Fall Guide

Luxury Staycations

Act like a tourist in the off-season


In the summer, people flock to the Ocean State to spend their vacation time frolicking on our beaches and taking in our gorgeous scenery. As Rhode Islanders, we’re lucky to call this place home – but, because we’re Rhode Islanders, we don’t take advantage of the more touristy parts of the state the way we should be.

For example, Newport, Block Island and Watch Hill are some of the best tourist destinations on the entire East Coast. Chances are you avoid them in the summer, or go maybe once or twice. Too much traffic, too many people, too long waits at iconic restaurants. But, there are too many good things to stay away entirely. That’s why September and October are the best months of the year around here: the weather is beautiful, and we Rhode Islanders have the whole place to ourselves.


Between the historic landmarks like the Newport Mansions, the International Tennis Hall of Fame and the American Museum of Illustration; gorgeous scenery on Ocean Road and Bellevue Avenue; a thriving dining scene and tons of great places to get a cocktail, there’s a lot to do in Newport. Too much for one day. Better make a weekend of it.

Castle Hill tops out at over $1,000 a night for the private cottages and the best suites in the hotel; the same goes with the Chanler at Cliff Walk and the Vanderbilt Grace. But once Labor Day is over, those room rates drop, and drop even further after Columbus Day. To encourage day trippers to become staycationers, the hotels offer dinner and room packages at a huge savings over in-season rates.

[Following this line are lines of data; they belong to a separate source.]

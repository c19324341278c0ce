//! Request middleware: rate limiting and API-key auth.

use axum::{
    body::Body,
    extract::ConnectInfo,
    http::{Request, StatusCode},
    middleware::Next,
    response::Response,
};
use std::collections::HashMap;
use std::net::{IpAddr, SocketAddr};
use std::sync::{Arc, Mutex};
use std::time::{Duration, Instant};

use crate::AppState;

/// In-memory rate limiter using a fixed 60-second window per client IP.
#[derive(Clone, Debug)]
pub struct RateLimiter {
    state: Arc<Mutex<HashMap<IpAddr, (u32, Instant)>>>,
}

impl RateLimiter {
    pub fn new() -> Self {
        Self {
            state: Arc::new(Mutex::new(HashMap::new())),
        }
    }

    /// Check if the request is allowed.
    ///
    /// Returns `true` if allowed, `false` if the limit is exceeded.
    pub fn check(&self, ip: IpAddr, limit: u32) -> bool {
        let mut state = match self.state.lock() {
            Ok(guard) => guard,
            Err(poisoned) => {
                // Recover with stale state rather than refusing every
                // request over a poisoned counter map.
                tracing::error!("rate limiter lock poisoned, recovering with stale state");
                poisoned.into_inner()
            }
        };
        let now = Instant::now();

        // Evict only expired windows so active limits survive the sweep.
        if state.len() > 10_000 {
            state.retain(|_, (_, start)| now.duration_since(*start) <= Duration::from_secs(60));
        }

        let (count, start) = state.entry(ip).or_insert((0, now));

        if now.duration_since(*start) > Duration::from_secs(60) {
            *count = 1;
            *start = now;
            true
        } else {
            *count += 1;
            *count <= limit
        }
    }
}

impl Default for RateLimiter {
    fn default() -> Self {
        Self::new()
    }
}

/// Rate limiting middleware, keyed by client IP.
pub async fn rate_limit_middleware(req: Request<Body>, next: Next) -> Result<Response, StatusCode> {
    let state = req
        .extensions()
        .get::<Arc<AppState>>()
        .ok_or(StatusCode::INTERNAL_SERVER_ERROR)?
        .clone();

    let Some(ConnectInfo(addr)) = req.extensions().get::<ConnectInfo<SocketAddr>>() else {
        // Router tests drive the service without a socket; skip limiting
        // rather than failing every request.
        return Ok(next.run(req).await);
    };

    if !state.rate_limiter.check(addr.ip(), state.rate_limit_per_minute) {
        let mut response = Response::new(Body::empty());
        *response.status_mut() = StatusCode::TOO_MANY_REQUESTS;
        response.headers_mut().insert(
            axum::http::header::RETRY_AFTER,
            axum::http::HeaderValue::from_static("60"),
        );
        return Ok(response);
    }

    Ok(next.run(req).await)
}

/// API-key middleware for mutating routes.
///
/// Accepts the key via `X-Api-Key` or `Authorization: Bearer`. When no key
/// is configured the routes are open (the startup log warns about it).
pub async fn require_api_key(req: Request<Body>, next: Next) -> Result<Response, StatusCode> {
    let state = req
        .extensions()
        .get::<Arc<AppState>>()
        .ok_or(StatusCode::INTERNAL_SERVER_ERROR)?
        .clone();

    let Some(expected) = state.api_key.as_deref() else {
        return Ok(next.run(req).await);
    };

    let presented = if let Some(val) = req.headers().get("X-Api-Key") {
        val.to_str().ok()
    } else if let Some(val) = req.headers().get("Authorization") {
        val.to_str().ok().and_then(|v| v.strip_prefix("Bearer "))
    } else {
        None
    };

    match presented {
        Some(key) if key == expected => Ok(next.run(req).await),
        _ => Err(StatusCode::UNAUTHORIZED),
    }
}

#[cfg(test)]
mod tests {
    use super::*;

    #[test]
    fn rate_limiter_allows_within_limit() {
        let limiter = RateLimiter::new();
        let ip: IpAddr = "127.0.0.1".parse().unwrap();
        for _ in 0..5 {
            assert!(limiter.check(ip, 5));
        }
        assert!(!limiter.check(ip, 5));
    }

    #[test]
    fn rate_limiter_keys_are_independent() {
        let limiter = RateLimiter::new();
        let a: IpAddr = "10.0.0.1".parse().unwrap();
        let b: IpAddr = "10.0.0.2".parse().unwrap();

        for _ in 0..3 {
            assert!(limiter.check(a, 3));
        }
        assert!(!limiter.check(a, 3));
        assert!(limiter.check(b, 3));
    }

    #[test]
    fn eviction_preserves_active_windows() {
        let limiter = RateLimiter::new();

        for i in 0..10_001u32 {
            let ip: IpAddr = std::net::Ipv4Addr::from(i.to_be_bytes()).into();
            limiter.check(ip, 100);
        }

        // The most recent IP's window is still live, so its counter should
        // have survived the sweep.
        let recent: IpAddr = std::net::Ipv4Addr::from(10_000u32.to_be_bytes()).into();
        for _ in 0..99 {
            assert!(limiter.check(recent, 100));
        }
        assert!(!limiter.check(recent, 100));
    }
}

  • Castle Hill (590 Ocean Drive, Newport. 849-3800) has a rolling lawn dotted with Adirondack chairs perfect for enjoying a sunset cocktail, and one of the state’s best restaurants on the premises. The hotel offers two-night packages like the Set Sail, which includes a sailing lesson and shopping at Helly Hansen, and Best of Bellevue, including mansion tours and a facial at local spa legend Farmaesthetics.
  • The Chanler at Cliff Walk (117 Memorial Boulevard, Newport. 847-1300) home of the Spiced Pear restaurant, has one of the city’s prime locations: at the corner of First Beach and the Cliff Walk. Among their packages is Luxury as It Should Be, which includes one of the ultra-luxury rooms that has a private hot tub, sauna and deck overlooking the ocean, and a six-course chef’s dinner at the Spiced Pear, complete with rose petals on the table. 
  • The Vanderbilt Grace (41 Mary Street, Newport. 846-6200) has a rooftop deck perfect for cocktails at sunset, and offers one of the best views of the City by the Sea and the harbor. Its main restaurant, Muse by Jonathan Cartwright, offers some of the finest dining in the state. The hotel is offering a Sundays with Grace package, which includes 50% off your Sunday night stay if you’re staying Friday and Saturday nights. 
  • The Hyatt Regency Goat Island (1 Goat Island, Newport. 851-1234) offers, handsdown, the best views of ships heading in and out of Newport Harbor. The hotel is home to Stillwater Spa and Windward Coastal Grille, and offers spa and stay packages, as well as bed and breakfast packages.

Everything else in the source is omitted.